(Dataset excerpts)
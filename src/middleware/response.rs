use axum::{
    http::StatusCode,
    response::{IntoResponse, Json, Response},
};
use serde::Serialize;
use serde_json::json;

/// Wrapper for API responses that automatically adds success envelope
#[derive(Debug)]
pub struct ApiResponse<T: Serialize> {
    pub data: T,
    pub status_code: Option<StatusCode>,
}

impl<T: Serialize> ApiResponse<T> {
    /// Create a successful API response with default 200 status
    pub fn success(data: T) -> Self {
        Self {
            data,
            status_code: None, // Default to 200 OK
        }
    }

    /// Create an API response with custom status code
    pub fn with_status(data: T, status_code: StatusCode) -> Self {
        Self {
            data,
            status_code: Some(status_code),
        }
    }

    /// Create a 201 Created response
    pub fn created(data: T) -> Self {
        Self::with_status(data, StatusCode::CREATED)
    }
}

impl ApiResponse<()> {
    /// Create a 204 No Content response
    pub fn no_content() -> Self {
        Self::with_status((), StatusCode::NO_CONTENT)
    }
}

impl<T: Serialize> IntoResponse for ApiResponse<T> {
    fn into_response(self) -> Response {
        let status = self.status_code.unwrap_or(StatusCode::OK);

        // For 204 No Content, return empty response
        if status == StatusCode::NO_CONTENT {
            return status.into_response();
        }

        // Convert data to JSON Value for consistent envelope format
        let data_value = match serde_json::to_value(&self.data) {
            Ok(value) => value,
            Err(e) => {
                tracing::error!("Failed to serialize response data: {}", e);
                return (
                    StatusCode::INTERNAL_SERVER_ERROR,
                    Json(json!({
                        "success": false,
                        "error": "Failed to serialize response data",
                        "code": "INTERNAL_SERVER_ERROR"
                    })),
                )
                    .into_response();
            }
        };

        // Wrap in success envelope
        let envelope = json!({
            "success": true,
            "data": data_value
        });

        (status, Json(envelope)).into_response()
    }
}

pub type ApiResult<T> = Result<ApiResponse<T>, crate::error::ApiError>;
use clap::Subcommand;
use serde_json::json;

use crate::cli::utils::output_success;
use crate::cli::OutputFormat;
use crate::database::schema::{ensure_schema, tables};

#[derive(Subcommand)]
pub enum DbCommands {
    #[command(about = "Create any missing tables and indexes")]
    Migrate,
}

pub async fn handle(cmd: DbCommands, output_format: OutputFormat) -> anyhow::Result<()> {
    match cmd {
        DbCommands::Migrate => {
            let pool = super::connect().await?;
            ensure_schema(&pool).await?;

            let tables: Vec<&str> = tables().collect();
            output_success(
                &output_format,
                &format!("Schema up to date ({} tables)", tables.len()),
                Some(json!({ "tables": tables })),
            )
        }
    }
}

• Your objective: Your reply should hold every line from the data that contains "Some", copied in full.

• Reply to the task:
            status_code: Some(status_code),
                Some(json!({ "tables": tables })),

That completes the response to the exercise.